> **How to complete this task**: The expected output is a copy of every line in the records with the string "chars".
:: Source data ::
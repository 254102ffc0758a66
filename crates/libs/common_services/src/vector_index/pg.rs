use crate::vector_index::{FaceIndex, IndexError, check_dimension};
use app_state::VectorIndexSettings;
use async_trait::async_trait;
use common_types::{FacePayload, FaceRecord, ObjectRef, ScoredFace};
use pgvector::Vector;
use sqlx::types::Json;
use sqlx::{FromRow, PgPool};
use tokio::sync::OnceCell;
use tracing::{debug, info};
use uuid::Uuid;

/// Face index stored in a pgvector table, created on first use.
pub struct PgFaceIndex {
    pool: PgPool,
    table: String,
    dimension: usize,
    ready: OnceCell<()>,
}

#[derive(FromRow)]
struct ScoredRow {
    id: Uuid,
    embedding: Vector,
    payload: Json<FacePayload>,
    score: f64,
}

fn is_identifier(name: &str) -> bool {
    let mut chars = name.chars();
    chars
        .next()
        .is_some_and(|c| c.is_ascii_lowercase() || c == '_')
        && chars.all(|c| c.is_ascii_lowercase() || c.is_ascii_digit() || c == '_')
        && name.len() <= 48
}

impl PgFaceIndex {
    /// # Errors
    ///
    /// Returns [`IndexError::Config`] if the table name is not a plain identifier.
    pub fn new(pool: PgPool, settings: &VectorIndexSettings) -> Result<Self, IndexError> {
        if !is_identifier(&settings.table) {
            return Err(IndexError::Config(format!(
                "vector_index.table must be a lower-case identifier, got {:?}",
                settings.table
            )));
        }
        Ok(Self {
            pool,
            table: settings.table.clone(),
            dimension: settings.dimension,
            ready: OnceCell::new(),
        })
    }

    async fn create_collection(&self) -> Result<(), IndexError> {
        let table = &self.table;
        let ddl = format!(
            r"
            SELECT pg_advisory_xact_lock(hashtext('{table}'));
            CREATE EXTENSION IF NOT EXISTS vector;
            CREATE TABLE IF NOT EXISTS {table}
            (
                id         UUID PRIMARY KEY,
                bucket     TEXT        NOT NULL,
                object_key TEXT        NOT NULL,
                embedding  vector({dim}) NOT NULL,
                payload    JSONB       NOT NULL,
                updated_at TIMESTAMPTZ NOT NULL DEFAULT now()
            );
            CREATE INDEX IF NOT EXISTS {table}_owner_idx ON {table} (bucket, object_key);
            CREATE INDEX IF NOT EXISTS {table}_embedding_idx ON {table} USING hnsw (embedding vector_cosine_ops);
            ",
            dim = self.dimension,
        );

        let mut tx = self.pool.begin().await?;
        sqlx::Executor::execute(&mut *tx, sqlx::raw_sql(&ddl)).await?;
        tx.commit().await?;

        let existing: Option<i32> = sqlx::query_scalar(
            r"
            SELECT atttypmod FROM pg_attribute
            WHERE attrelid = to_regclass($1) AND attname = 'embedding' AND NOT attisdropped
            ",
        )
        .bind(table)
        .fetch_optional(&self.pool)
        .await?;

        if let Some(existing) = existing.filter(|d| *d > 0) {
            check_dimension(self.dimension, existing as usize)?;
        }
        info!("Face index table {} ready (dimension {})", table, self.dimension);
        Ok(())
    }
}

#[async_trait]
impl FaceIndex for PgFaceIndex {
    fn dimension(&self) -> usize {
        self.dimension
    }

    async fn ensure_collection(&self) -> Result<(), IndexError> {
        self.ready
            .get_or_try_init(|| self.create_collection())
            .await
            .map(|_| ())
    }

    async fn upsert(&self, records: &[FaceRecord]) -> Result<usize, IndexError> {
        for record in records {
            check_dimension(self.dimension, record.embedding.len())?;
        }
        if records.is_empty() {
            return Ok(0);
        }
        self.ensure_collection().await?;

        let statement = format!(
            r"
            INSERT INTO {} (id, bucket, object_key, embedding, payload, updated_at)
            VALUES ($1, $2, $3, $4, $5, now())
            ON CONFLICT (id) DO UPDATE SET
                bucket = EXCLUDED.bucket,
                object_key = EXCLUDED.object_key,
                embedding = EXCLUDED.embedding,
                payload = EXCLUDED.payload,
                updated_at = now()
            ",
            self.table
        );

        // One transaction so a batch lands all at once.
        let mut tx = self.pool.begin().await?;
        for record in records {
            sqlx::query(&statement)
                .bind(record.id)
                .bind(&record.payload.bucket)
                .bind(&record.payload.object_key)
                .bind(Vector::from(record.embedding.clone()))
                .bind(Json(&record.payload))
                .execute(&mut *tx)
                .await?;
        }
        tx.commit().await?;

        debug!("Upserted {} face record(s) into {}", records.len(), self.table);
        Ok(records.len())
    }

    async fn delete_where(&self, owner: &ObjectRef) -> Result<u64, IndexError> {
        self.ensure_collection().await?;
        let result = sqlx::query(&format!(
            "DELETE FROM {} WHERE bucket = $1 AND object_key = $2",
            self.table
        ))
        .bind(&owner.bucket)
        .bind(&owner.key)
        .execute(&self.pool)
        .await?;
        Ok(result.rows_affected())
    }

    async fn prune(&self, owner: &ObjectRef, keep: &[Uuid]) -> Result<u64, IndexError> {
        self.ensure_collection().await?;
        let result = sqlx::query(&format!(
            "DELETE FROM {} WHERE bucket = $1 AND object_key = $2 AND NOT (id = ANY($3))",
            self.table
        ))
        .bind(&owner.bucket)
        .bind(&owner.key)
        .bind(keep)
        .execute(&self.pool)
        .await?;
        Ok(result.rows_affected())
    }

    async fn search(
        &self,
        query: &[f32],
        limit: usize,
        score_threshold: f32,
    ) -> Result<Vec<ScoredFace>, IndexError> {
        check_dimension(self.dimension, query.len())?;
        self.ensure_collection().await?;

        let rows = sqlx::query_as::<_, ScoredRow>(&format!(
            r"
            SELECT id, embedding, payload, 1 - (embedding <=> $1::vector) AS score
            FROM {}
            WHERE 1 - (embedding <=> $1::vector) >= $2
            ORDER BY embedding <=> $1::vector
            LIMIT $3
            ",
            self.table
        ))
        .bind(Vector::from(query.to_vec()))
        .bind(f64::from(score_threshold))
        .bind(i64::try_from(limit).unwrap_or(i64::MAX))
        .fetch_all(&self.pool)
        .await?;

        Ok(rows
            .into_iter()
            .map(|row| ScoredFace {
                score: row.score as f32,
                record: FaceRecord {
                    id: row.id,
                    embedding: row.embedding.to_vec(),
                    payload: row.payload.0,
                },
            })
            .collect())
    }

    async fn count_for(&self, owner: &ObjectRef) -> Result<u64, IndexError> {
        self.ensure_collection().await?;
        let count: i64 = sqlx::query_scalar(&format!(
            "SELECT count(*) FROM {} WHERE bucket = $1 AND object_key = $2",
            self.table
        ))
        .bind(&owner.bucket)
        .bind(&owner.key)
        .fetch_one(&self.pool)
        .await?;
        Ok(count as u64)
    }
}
:::
:: Source data ::
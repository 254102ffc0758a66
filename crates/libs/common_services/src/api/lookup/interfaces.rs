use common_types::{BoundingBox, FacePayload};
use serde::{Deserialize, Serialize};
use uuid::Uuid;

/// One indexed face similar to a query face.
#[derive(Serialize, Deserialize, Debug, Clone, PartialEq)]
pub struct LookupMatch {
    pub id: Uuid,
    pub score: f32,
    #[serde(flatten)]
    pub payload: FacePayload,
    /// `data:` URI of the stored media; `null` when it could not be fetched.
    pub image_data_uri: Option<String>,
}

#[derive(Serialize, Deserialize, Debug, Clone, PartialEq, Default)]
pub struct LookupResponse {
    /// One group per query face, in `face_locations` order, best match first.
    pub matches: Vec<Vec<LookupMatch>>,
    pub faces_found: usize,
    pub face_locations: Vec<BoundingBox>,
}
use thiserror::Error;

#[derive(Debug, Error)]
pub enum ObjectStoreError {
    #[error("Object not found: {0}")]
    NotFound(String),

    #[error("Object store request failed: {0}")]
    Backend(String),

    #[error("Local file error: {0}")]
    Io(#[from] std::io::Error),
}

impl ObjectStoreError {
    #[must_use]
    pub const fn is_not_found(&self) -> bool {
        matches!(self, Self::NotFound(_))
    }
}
:::
:: Source data ::
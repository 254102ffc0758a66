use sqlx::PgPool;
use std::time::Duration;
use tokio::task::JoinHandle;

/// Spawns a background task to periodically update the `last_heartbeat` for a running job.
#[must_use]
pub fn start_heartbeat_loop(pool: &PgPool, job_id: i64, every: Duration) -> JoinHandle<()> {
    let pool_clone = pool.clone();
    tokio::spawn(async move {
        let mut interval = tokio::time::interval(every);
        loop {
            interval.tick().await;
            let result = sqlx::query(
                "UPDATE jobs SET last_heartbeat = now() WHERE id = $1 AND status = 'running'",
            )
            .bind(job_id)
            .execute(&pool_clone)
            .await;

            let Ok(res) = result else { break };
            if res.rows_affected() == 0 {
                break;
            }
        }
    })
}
:::
> **Task result**:
    let mut chars = name.chars();
    chars
        && chars.all(|c| c.is_ascii_lowercase() || c.is_ascii_digit() || c == '_')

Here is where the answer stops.